● **Records for the task**
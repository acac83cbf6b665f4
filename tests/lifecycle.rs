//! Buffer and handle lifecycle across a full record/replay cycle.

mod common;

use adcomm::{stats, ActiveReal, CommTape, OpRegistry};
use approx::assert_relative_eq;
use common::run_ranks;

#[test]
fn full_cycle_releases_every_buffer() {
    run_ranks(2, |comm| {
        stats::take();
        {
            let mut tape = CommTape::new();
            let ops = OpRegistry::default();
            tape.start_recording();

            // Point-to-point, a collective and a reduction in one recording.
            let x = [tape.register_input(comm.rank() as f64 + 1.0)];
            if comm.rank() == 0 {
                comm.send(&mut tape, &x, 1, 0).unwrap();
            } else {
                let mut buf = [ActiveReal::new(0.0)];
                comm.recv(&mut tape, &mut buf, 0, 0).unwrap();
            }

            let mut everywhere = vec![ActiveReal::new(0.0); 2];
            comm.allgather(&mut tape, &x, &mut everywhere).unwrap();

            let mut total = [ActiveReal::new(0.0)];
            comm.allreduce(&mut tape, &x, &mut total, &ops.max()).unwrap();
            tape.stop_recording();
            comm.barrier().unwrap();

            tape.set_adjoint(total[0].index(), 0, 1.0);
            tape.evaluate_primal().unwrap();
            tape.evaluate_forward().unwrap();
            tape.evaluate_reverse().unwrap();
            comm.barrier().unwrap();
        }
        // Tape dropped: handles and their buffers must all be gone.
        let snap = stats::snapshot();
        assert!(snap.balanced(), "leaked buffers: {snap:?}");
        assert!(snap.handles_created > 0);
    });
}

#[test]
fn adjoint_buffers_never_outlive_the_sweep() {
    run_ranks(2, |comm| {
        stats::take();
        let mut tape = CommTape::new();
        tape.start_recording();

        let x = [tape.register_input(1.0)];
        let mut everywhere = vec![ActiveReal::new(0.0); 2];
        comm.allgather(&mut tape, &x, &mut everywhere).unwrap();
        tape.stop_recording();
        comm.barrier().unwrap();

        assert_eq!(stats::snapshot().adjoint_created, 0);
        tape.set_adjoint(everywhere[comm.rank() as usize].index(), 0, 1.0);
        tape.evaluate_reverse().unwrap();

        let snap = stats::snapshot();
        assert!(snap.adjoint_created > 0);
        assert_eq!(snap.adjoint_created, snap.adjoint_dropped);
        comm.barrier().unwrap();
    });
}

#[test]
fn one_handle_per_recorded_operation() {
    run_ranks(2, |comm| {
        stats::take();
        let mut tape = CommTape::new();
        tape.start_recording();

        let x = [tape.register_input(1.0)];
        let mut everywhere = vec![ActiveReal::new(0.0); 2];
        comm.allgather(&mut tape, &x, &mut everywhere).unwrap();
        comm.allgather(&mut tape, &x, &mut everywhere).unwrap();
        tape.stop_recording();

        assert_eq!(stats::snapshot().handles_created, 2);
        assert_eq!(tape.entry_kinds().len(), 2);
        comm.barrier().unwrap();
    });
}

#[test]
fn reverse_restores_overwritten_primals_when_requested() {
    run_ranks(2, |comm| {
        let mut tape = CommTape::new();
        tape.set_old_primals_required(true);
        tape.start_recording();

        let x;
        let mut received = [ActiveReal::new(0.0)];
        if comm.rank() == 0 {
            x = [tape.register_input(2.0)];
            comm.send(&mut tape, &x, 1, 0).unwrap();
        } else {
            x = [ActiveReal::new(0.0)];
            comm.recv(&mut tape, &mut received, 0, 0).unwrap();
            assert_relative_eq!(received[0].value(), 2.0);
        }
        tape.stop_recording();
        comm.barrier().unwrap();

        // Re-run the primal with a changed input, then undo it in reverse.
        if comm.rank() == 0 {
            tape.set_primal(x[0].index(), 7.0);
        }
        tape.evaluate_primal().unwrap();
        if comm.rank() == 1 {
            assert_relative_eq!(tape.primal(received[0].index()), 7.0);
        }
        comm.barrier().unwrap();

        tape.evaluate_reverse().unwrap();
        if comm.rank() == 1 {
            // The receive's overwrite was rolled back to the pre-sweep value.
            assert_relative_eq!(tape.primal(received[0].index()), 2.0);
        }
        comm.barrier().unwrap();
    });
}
---
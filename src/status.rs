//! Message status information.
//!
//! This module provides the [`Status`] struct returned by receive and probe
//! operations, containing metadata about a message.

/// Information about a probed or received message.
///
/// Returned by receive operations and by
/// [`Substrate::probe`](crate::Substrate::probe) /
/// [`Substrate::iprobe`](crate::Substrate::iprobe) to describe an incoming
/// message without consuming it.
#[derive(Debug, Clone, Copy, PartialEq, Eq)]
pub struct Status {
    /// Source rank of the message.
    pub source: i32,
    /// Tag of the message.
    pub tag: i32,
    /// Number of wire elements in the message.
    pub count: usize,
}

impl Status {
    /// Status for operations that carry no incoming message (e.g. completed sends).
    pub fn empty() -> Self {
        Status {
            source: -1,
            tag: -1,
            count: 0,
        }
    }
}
---
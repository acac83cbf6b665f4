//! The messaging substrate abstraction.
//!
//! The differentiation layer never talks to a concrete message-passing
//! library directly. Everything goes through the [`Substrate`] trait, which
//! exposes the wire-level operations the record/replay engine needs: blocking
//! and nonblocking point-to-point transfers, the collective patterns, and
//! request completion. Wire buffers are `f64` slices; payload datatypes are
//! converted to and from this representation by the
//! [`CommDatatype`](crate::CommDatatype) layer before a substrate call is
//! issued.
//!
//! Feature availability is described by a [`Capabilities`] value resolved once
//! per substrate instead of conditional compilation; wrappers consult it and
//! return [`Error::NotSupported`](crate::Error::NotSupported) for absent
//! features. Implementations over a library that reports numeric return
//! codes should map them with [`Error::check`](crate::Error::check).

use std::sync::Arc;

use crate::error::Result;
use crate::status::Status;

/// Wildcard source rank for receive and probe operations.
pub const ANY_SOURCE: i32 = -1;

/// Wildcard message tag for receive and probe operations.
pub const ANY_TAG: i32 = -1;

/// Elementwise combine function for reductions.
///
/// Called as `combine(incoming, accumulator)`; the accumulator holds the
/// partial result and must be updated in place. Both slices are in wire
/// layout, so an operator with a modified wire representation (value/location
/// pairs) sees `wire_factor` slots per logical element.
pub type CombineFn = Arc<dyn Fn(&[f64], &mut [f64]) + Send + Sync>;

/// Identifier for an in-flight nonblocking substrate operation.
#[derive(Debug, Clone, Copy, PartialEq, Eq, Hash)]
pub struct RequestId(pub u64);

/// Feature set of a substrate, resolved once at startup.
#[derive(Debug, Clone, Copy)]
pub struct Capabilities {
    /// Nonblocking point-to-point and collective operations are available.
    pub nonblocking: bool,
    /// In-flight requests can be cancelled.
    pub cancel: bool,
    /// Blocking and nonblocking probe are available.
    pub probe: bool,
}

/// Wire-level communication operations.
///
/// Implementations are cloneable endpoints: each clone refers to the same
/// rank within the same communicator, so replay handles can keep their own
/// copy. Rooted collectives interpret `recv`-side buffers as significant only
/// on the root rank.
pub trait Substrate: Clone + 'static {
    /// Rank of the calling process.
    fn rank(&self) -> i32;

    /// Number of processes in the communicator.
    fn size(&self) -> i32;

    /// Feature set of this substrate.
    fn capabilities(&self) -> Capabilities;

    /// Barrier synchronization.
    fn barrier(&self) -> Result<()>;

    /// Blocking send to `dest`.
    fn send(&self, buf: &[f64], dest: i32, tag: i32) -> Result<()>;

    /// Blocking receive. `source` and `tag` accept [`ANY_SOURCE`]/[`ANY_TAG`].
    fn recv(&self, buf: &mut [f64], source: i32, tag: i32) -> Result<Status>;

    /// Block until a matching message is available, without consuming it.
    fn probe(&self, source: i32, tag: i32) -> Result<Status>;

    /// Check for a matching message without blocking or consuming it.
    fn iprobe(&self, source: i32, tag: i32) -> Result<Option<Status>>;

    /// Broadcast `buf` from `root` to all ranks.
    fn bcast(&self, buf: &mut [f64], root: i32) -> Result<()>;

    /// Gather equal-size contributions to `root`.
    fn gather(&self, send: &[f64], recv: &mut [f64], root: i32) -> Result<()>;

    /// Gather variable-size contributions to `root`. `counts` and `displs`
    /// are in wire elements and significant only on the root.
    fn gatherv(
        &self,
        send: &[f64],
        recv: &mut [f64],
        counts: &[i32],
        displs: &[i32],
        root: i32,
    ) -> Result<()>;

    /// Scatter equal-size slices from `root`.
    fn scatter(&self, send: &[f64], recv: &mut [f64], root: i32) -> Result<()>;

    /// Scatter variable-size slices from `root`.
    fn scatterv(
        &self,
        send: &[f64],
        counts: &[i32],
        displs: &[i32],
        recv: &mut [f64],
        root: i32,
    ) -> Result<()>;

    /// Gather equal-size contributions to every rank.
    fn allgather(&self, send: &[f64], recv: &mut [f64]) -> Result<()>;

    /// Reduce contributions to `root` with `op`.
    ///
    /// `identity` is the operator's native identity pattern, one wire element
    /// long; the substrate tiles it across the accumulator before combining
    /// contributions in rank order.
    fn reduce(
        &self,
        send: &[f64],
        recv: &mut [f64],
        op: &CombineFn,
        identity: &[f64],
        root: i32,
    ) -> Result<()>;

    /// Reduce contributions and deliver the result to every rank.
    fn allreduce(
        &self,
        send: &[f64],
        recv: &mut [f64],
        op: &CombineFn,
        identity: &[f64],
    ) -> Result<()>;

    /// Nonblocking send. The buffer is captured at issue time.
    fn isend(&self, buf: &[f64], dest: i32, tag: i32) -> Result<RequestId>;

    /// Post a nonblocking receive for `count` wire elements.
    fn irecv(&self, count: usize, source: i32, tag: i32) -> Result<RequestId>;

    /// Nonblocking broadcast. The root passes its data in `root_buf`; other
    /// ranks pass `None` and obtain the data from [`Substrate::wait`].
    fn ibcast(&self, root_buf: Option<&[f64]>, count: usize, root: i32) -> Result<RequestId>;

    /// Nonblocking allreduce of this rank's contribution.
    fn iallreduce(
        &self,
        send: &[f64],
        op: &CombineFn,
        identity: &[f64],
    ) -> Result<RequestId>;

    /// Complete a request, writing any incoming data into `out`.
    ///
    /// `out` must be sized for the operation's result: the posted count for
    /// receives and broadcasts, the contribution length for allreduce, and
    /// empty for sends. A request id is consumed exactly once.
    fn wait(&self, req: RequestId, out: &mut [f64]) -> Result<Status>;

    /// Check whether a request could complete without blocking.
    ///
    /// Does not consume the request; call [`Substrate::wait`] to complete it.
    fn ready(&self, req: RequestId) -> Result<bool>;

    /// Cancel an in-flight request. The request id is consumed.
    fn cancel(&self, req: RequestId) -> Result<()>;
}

● **Task description**
The answer must be every line of the data that contains the word "flight".

● **Completed exercise**
/// Identifier for an in-flight nonblocking substrate operation.
    /// In-flight requests can be cancelled.
    /// Cancel an in-flight request. The request id is consumed.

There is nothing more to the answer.